Também a existência das estações do ano bem definidas, com invernos rigorosos fez com as pessoas necessitassem armazenar o alimento, este quase todo produzido nos períodos quentes e estações intermediárias. Estas situações faziam ressaltar a criatividade e as pessoas criavam formas de manter e de reaproveitar o alimento sem desperdiçar nada, pois, faria falta para alimentar a família nos períodos de estações frias.
Uma destas receitas criadas por estas pessoas é exatamente a receita do Kochkäsa, que significa queijo cozido, onde se aproveitava o leite que passava do ponto de consumo em uma receita que criava um acompanhamento para o pão. Esta receita veio com os imigrantes, principalmente prussianos e pomeranos, que somavam maioria entre os imigrantes que vieram para a Colônia Blumenau – Vale do Itajaí nas primeiras décadas de história. O Kochkäse ainda é muito apreciado pelas gerações que vieram depois – filhos dos filhos.
JESS escreveu: “Eram pessoas humildes, servos dos grandes senhores feudais que vieram ao Brasil em busca do seu pedaço de terra. ”. Não procede. Os imigrantes que vieram para a região do Vale do Itajaí no século XIX, viviam em um ambiente sócio econômico, dotado de uma política, muito diferente do período feudal que começou a entrar em decadência ainda no século XIV. A Decadência do feudalismo iniciou quando a Europa se urbanizou e o comércio ganhou importância, portanto, um período histórico anterior de no mínimo cinco séculos ao da migração de alemães para o Sul do Brasil e para Santa Catarina. Mas isso não significa que não faziam seu Kochkäse, desde aquele período.
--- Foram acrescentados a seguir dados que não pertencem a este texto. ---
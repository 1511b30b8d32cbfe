//! Identity and change-notification types shared by every kwatch crate.

use std::fmt;
use std::str::FromStr;

use serde::{Deserialize, Serialize};
use thiserror::Error;

// ---------------------------------------------------------------------------
// Newtypes
// ---------------------------------------------------------------------------

/// The object kind a key, notification or binding belongs to (`pod`,
/// `deployment`, ...). Always stored lowercase so config lookups and bindings
/// agree regardless of how the kind was spelled.
#[derive(Debug, Clone, PartialEq, Eq, Hash, PartialOrd, Ord, Serialize, Deserialize)]
pub struct KindTag(pub String);

impl fmt::Display for KindTag {
    fn fmt(&self, f: &mut fmt::Formatter<'_>) -> fmt::Result {
        self.0.fmt(f)
    }
}

impl From<String> for KindTag {
    fn from(s: String) -> Self {
        Self(s.to_ascii_lowercase())
    }
}

impl From<&str> for KindTag {
    fn from(s: &str) -> Self {
        Self(s.to_ascii_lowercase())
    }
}

/// Stable identity of an observed object within its kind.
///
/// Namespaced objects render as `namespace/name`, cluster-scoped objects as
/// `name`. An empty namespace is treated as cluster-scoped.
#[derive(Debug, Clone, PartialEq, Eq, Hash, PartialOrd, Ord, Serialize, Deserialize)]
#[serde(into = "String", try_from = "String")]
pub struct ObjectKey {
    namespace: Option<String>,
    name: String,
}

impl ObjectKey {
    pub fn new(namespace: Option<&str>, name: impl Into<String>) -> Self {
        Self {
            namespace: namespace.filter(|ns| !ns.is_empty()).map(str::to_owned),
            name: name.into(),
        }
    }

    pub fn namespaced(namespace: &str, name: &str) -> Self {
        Self::new(Some(namespace), name)
    }

    pub fn cluster(name: &str) -> Self {
        Self::new(None, name)
    }

    pub fn namespace(&self) -> Option<&str> {
        self.namespace.as_deref()
    }

    pub fn name(&self) -> &str {
        &self.name
    }
}

impl fmt::Display for ObjectKey {
    fn fmt(&self, f: &mut fmt::Formatter<'_>) -> fmt::Result {
        match &self.namespace {
            Some(ns) => write!(f, "{ns}/{}", self.name),
            None => self.name.fmt(f),
        }
    }
}

/// Returned when a string cannot be parsed as an [`ObjectKey`].
#[derive(Debug, Clone, PartialEq, Eq, Error)]
#[error("invalid object key '{0}': expected 'name' or 'namespace/name'")]
pub struct ParseKeyError(pub String);

impl FromStr for ObjectKey {
    type Err = ParseKeyError;

    fn from_str(s: &str) -> Result<Self, Self::Err> {
        let mut parts = s.split('/');
        match (parts.next(), parts.next(), parts.next()) {
            (Some(name), None, None) if !name.is_empty() => Ok(Self::cluster(name)),
            (Some(ns), Some(name), None) if !name.is_empty() => Ok(Self::new(Some(ns), name)),
            _ => Err(ParseKeyError(s.to_owned())),
        }
    }
}

impl From<ObjectKey> for String {
    fn from(key: ObjectKey) -> Self {
        key.to_string()
    }
}

impl TryFrom<String> for ObjectKey {
    type Error = ParseKeyError;

    fn try_from(s: String) -> Result<Self, Self::Error> {
        s.parse()
    }
}

// ---------------------------------------------------------------------------
// Change kinds
// ---------------------------------------------------------------------------

/// What happened to an object.
#[derive(Debug, Clone, Copy, PartialEq, Eq, Hash, Serialize, Deserialize)]
#[serde(rename_all = "lowercase")]
pub enum ChangeKind {
    Created,
    Updated,
    Deleted,
}

impl ChangeKind {
    /// Fold a newer change into a pending one for the same key.
    ///
    /// The latest change wins, except that an object created and then
    /// updated before anyone saw it is still a creation.
    pub fn merge(self, newer: ChangeKind) -> ChangeKind {
        match (self, newer) {
            (ChangeKind::Created, ChangeKind::Updated) => ChangeKind::Created,
            (_, newer) => newer,
        }
    }
}

impl fmt::Display for ChangeKind {
    fn fmt(&self, f: &mut fmt::Formatter<'_>) -> fmt::Result {
        match self {
            ChangeKind::Created => write!(f, "created"),
            ChangeKind::Updated => write!(f, "updated"),
            ChangeKind::Deleted => write!(f, "deleted"),
        }
    }
}

/// A single detected change, as handed to a handler. Immutable once built.
#[derive(Debug, Clone, PartialEq, Eq, Serialize, Deserialize)]
pub struct ChangeNotification {
    pub key: ObjectKey,
    pub kind: ChangeKind,
    pub kind_tag: KindTag,
}

impl ChangeNotification {
    pub fn new(key: ObjectKey, kind: ChangeKind, kind_tag: KindTag) -> Self {
        Self {
            key,
            kind,
            kind_tag,
        }
    }
}

// ---------------------------------------------------------------------------
// Tests
// ---------------------------------------------------------------------------
//! kwatch: watch-and-reconcile engine CLI.
//!
//! # Usage
//!
//! ```text
//! kwatch config check [--config <path>]
//! kwatch replay <fixture> [--config <path>] [--settle-ms <n>] [--log-format plain|json]
//! ```

mod commands;

use anyhow::Result;
use clap::{Parser, Subcommand};

use commands::{config::ConfigCommand, replay::ReplayArgs};

#[derive(Parser, Debug)]
#[command(
    name = "kwatch",
    version,
    about = "Watch object changes and reconcile them through a handler",
    long_about = None,
)]
struct Cli {
    #[command(subcommand)]
    command: Commands,
}

#[derive(Subcommand, Debug)]
enum Commands {
    /// Inspect engine configuration.
    Config {
        #[command(subcommand)]
        command: ConfigCommand,
    },

    /// Run the engine against a recorded fixture and print each delivery.
    Replay(ReplayArgs),
}

fn main() -> Result<()> {
    let cli = Cli::parse();
    match cli.command {
        Commands::Config { command } => commands::config::run(command),
        Commands::Replay(args) => args.run(),
    }
}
Observem o processo atual da produção do Kochkäsa, através do envelhecimento provocado, sendo que, na época dos antepassados, repetimos, era usado o leite que não mais seria consumido por estar envelhecido e não apropriado e comestível nesta situação natural.
Seguindo o mesmo objetivo de não desperdiçar o alimento, surgiram outros derivados para o aproveitamento do leite, como: a manteiga, o queijinho e a nata, esta tirada do leite fresco. Esse procedimento também era válido para preservar, armazenar e reaproveitar outros alimentos, como derivados de carne (embutidos – muito apreciado na gastronomia desta cultura) e frutas, que a partir do alimento natural, produziam geleias (Schimier e mussi), compotas (Doces de frutas em calda guardados em vidros fechados a vácuo), sorvetes, sucos, frutas cristalizadas. Também existem vários tipos de pães e biscoitos que tinham grande durabilidade. Portanto, a necessidade e o não desperdício do alimento fez surgir boa parte das iguarias e alimentos processados pertencentes à gastronomia original e cultural da Alemanha.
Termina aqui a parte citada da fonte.